In the listing below, find every line containing "BTreeMap" and copy it out.

* _DATA PROVIDED_
******************************

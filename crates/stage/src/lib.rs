//! In-memory model of the slide subtree the cue runtime governs.
//!
//! This crate is the boundary stand-in for the host page: an element tree
//! with tags, ids, classes, attributes and inline styles, plus the
//! structural query subset the runtime and its authoring tools rely on.
//! The cue engine only ever reads attributes, runs queries, and writes
//! inline styles and class lists through this interface.

use std::collections::BTreeMap;

use serde::{Deserialize, Serialize};

pub use selector::{Selector, SelectorError};
pub use style::StyleDecl;

mod selector;
mod style;

/// Handle to one element in a [`Stage`].
#[derive(Clone, Copy, Debug, PartialEq, Eq, Hash, PartialOrd, Ord)]
pub struct ElementId(usize);

#[derive(Clone, Debug, Default)]
pub struct Element {
    pub tag: String,
    pub id: Option<String>,
    pub classes: Vec<String>,
    attrs: Vec<(String, String)>,
    style: Option<StyleDecl>,
    pub text: Option<String>,
}

impl Element {
    pub fn new(tag: impl Into<String>) -> Self {
        Self {
            tag: tag.into(),
            ..Self::default()
        }
    }

    /// Attribute lookup. `id`, `class` and `style` reflect the dedicated
    /// fields, matching how a DOM element exposes them.
    pub fn attr(&self, name: &str) -> Option<String> {
        match name {
            "id" => self.id.clone(),
            "class" => {
                if self.classes.is_empty() {
                    None
                } else {
                    Some(self.classes.join(" "))
                }
            }
            "style" => self.style_text(),
            _ => self
                .attrs
                .iter()
                .find(|(n, _)| n == name)
                .map(|(_, v)| v.clone()),
        }
    }

    pub fn has_attr(&self, name: &str) -> bool {
        self.attr(name).is_some()
    }

    pub fn set_attr(&mut self, name: &str, value: &str) {
        match name {
            "id" => self.id = Some(value.to_string()),
            "class" => {
                self.classes = value.split_whitespace().map(str::to_string).collect();
            }
            "style" => self.set_style_text(Some(value)),
            _ => {
                if let Some(entry) = self.attrs.iter_mut().find(|(n, _)| n == name) {
                    entry.1 = value.to_string();
                } else {
                    self.attrs.push((name.to_string(), value.to_string()));
                }
            }
        }
    }

    pub fn has_class(&self, class: &str) -> bool {
        self.classes.iter().any(|c| c == class)
    }

    pub fn add_class(&mut self, class: &str) {
        if !self.has_class(class) {
            self.classes.push(class.to_string());
        }
    }

    pub fn remove_class(&mut self, class: &str) {
        self.classes.retain(|c| c != class);
    }

    /// The inline style attribute as css text, or `None` when the element
    /// carries no style attribute at all. The distinction matters for
    /// snapshot/restore: restoring `None` removes the attribute.
    pub fn style_text(&self) -> Option<String> {
        self.style.as_ref().map(StyleDecl::to_css_text)
    }

    pub fn set_style_text(&mut self, text: Option<&str>) {
        self.style = text.map(StyleDecl::parse);
    }

    pub fn style_property(&self, name: &str) -> Option<&str> {
        self.style.as_ref().and_then(|decl| decl.get(name))
    }

    pub fn set_style_property(&mut self, name: &str, value: &str) {
        self.style
            .get_or_insert_with(StyleDecl::new)
            .set(name, value);
    }
}

struct Node {
    element: Element,
    parent: Option<ElementId>,
    children: Vec<ElementId>,
}

/// Arena-backed element tree.
#[derive(Default)]
pub struct Stage {
    nodes: Vec<Node>,
}

impl Stage {
    pub fn new() -> Self {
        Self::default()
    }

    pub fn insert(&mut self, parent: Option<ElementId>, element: Element) -> ElementId {
        let id = ElementId(self.nodes.len());
        self.nodes.push(Node {
            element,
            parent,
            children: Vec::new(),
        });
        if let Some(parent) = parent {
            self.nodes[parent.0].children.push(id);
        }
        id
    }

    pub fn element(&self, id: ElementId) -> &Element {
        &self.nodes[id.0].element
    }

    pub fn element_mut(&mut self, id: ElementId) -> &mut Element {
        &mut self.nodes[id.0].element
    }

    pub fn parent(&self, id: ElementId) -> Option<ElementId> {
        self.nodes[id.0].parent
    }

    pub fn children(&self, id: ElementId) -> &[ElementId] {
        &self.nodes[id.0].children
    }

    /// 1-based position of the element among same-tag siblings.
    pub fn nth_of_type(&self, id: ElementId) -> usize {
        let tag = &self.element(id).tag;
        match self.parent(id) {
            Some(parent) => {
                let mut position = 0;
                for &sibling in self.children(parent) {
                    if self.element(sibling).tag.eq_ignore_ascii_case(tag) {
                        position += 1;
                    }
                    if sibling == id {
                        break;
                    }
                }
                position
            }
            None => 1,
        }
    }

    /// All descendants of `root` in document order, excluding `root` itself.
    pub fn descendants(&self, root: ElementId) -> Vec<ElementId> {
        let mut out = Vec::new();
        let mut pending: Vec<ElementId> = self.children(root).iter().rev().copied().collect();
        while let Some(id) = pending.pop() {
            out.push(id);
            pending.extend(self.children(id).iter().rev().copied());
        }
        out
    }

    /// Structural query scoped to the descendants of `root`, mirroring the
    /// querySelectorAll contract: document order, root excluded, matching
    /// may consider ancestors above `root`.
    pub fn query(&self, root: ElementId, selector: &str) -> Result<Vec<ElementId>, SelectorError> {
        let parsed = Selector::parse(selector)?;
        Ok(self
            .descendants(root)
            .into_iter()
            .filter(|&id| parsed.matches(self, id))
            .collect())
    }

    /// Build a stage from a serialized element tree. Returns the stage and
    /// the id of the tree's root element.
    pub fn from_spec(spec: &ElementSpec) -> (Stage, ElementId) {
        let mut stage = Stage::new();
        let root = stage.insert_spec(None, spec);
        (stage, root)
    }

    pub fn insert_spec(&mut self, parent: Option<ElementId>, spec: &ElementSpec) -> ElementId {
        let mut element = Element::new(spec.tag.clone().unwrap_or_else(|| "div".to_string()));
        element.id = spec.id.clone();
        element.classes = spec.classes.clone();
        for (name, value) in &spec.attrs {
            element.set_attr(name, value);
        }
        if let Some(style) = &spec.style {
            element.set_style_text(Some(style));
        }
        element.text = spec.text.clone();

        let id = self.insert(parent, element);
        for child in &spec.children {
            self.insert_spec(Some(id), child);
        }
        id
    }
}

/// Serialized element tree, used by headless previews and tests.
#[derive(Clone, Debug, Default, Serialize, Deserialize)]
pub struct ElementSpec {
    pub tag: Option<String>,
    pub id: Option<String>,
    #[serde(default)]
    pub classes: Vec<String>,
    #[serde(default)]
    pub attrs: BTreeMap<String, String>,
    pub style: Option<String>,
    pub text: Option<String>,
    #[serde(default)]
    pub children: Vec<ElementSpec>,
}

******************************

* _RESULT OF THIS TASK_
use std::collections::BTreeMap;
    pub attrs: BTreeMap<String, String>,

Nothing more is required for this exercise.